**Exercise details:**
For the string "seen", find every matching line in the records and copy it.

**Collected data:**

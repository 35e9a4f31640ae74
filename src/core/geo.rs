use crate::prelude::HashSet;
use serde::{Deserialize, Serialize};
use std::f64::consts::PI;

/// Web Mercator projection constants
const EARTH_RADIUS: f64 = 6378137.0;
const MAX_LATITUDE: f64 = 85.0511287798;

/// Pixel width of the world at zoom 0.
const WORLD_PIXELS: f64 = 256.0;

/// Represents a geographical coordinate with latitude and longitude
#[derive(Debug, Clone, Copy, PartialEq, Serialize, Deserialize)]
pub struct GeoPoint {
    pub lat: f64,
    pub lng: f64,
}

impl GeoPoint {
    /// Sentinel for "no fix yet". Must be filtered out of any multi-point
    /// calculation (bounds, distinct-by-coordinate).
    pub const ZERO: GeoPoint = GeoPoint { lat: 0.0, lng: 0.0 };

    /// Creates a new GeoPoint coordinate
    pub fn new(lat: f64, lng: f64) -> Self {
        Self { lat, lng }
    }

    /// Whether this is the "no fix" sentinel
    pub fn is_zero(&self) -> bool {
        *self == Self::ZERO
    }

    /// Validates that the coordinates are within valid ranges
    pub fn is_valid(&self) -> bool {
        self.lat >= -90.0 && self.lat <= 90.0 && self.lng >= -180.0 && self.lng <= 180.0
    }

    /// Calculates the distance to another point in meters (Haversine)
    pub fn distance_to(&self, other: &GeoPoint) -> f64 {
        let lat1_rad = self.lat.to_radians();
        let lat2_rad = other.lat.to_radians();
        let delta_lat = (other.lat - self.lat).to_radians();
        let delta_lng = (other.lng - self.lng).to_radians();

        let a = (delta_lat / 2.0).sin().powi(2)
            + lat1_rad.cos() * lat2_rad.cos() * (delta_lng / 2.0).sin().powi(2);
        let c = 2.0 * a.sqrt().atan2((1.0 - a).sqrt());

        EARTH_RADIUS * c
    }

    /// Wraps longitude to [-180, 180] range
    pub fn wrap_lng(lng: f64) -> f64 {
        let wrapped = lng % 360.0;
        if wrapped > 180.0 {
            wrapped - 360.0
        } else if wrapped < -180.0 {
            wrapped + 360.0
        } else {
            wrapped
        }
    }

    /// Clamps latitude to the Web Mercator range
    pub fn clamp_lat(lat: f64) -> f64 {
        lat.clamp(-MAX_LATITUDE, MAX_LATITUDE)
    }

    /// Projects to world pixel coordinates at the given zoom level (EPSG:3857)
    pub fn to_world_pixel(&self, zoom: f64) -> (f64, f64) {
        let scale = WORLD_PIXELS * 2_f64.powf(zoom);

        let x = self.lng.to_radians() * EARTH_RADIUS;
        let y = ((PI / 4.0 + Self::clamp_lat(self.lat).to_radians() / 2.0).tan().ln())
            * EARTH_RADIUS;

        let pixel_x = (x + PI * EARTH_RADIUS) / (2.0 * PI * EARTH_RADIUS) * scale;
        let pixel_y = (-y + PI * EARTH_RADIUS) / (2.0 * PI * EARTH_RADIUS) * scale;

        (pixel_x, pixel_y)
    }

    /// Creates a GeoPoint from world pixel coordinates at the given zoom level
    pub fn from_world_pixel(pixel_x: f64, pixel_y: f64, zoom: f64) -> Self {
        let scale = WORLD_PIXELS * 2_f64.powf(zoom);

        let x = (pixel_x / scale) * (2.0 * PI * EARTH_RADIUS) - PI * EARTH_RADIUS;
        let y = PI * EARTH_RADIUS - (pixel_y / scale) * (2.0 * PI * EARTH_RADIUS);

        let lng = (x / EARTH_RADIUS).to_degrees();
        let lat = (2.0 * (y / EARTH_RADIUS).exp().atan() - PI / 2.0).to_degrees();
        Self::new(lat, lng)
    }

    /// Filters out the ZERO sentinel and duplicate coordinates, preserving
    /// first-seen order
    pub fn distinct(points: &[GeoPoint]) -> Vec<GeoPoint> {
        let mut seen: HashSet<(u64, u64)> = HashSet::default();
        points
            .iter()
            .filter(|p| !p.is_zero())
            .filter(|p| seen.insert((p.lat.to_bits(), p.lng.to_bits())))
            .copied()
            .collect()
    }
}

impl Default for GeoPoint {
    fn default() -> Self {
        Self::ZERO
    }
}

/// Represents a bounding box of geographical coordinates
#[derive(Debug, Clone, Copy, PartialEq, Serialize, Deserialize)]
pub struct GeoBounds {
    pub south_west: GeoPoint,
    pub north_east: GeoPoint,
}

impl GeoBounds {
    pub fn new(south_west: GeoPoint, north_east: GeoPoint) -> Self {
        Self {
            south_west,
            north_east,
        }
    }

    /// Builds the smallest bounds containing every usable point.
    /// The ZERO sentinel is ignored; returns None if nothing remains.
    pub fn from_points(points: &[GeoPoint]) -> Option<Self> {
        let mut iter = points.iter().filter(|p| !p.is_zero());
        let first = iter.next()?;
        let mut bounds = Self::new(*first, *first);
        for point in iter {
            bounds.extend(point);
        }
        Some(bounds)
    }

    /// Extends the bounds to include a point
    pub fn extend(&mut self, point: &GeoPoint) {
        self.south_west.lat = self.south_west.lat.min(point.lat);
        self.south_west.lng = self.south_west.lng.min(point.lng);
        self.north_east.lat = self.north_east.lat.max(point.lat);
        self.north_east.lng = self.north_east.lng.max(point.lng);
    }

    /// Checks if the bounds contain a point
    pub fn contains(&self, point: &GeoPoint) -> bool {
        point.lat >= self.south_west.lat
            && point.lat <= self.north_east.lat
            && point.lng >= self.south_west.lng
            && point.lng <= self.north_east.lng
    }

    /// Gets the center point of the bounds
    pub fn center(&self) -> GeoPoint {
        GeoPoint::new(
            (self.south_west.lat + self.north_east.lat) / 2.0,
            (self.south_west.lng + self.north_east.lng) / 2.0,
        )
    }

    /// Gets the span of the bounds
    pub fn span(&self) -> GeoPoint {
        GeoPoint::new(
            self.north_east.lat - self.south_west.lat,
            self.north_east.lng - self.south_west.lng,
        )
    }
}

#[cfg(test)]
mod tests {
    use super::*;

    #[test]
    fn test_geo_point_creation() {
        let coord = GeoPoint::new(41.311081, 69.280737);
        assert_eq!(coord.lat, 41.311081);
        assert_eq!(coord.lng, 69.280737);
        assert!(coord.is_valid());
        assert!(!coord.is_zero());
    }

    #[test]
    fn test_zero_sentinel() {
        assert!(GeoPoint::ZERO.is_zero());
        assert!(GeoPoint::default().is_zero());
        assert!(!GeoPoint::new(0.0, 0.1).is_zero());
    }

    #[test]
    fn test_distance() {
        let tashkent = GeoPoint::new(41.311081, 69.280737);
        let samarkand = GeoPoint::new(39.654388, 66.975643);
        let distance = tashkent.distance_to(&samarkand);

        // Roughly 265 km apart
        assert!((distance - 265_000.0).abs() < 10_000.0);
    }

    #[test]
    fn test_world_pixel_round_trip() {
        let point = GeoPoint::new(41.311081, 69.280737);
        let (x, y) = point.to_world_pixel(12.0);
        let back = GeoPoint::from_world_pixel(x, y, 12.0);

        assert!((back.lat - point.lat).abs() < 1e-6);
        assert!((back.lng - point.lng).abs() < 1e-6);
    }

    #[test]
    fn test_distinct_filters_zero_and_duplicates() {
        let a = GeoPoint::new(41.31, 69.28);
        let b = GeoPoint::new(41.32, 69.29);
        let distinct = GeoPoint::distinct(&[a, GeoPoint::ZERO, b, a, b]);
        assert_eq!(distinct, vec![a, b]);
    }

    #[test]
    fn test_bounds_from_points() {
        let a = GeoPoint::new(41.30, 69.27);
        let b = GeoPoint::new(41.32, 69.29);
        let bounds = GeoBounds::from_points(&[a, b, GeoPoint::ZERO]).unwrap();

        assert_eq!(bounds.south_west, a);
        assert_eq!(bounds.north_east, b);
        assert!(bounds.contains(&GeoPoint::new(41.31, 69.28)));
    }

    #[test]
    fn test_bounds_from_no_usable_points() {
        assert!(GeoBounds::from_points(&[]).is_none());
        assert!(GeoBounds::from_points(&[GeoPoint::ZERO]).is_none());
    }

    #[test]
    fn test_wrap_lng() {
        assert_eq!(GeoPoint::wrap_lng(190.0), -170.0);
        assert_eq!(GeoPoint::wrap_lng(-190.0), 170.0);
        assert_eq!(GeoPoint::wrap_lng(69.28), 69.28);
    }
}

**Solution:**
    /// first-seen order
        let mut seen: HashSet<(u64, u64)> = HashSet::default();
            .filter(|p| seen.insert((p.lat.to_bits(), p.lng.to_bits())))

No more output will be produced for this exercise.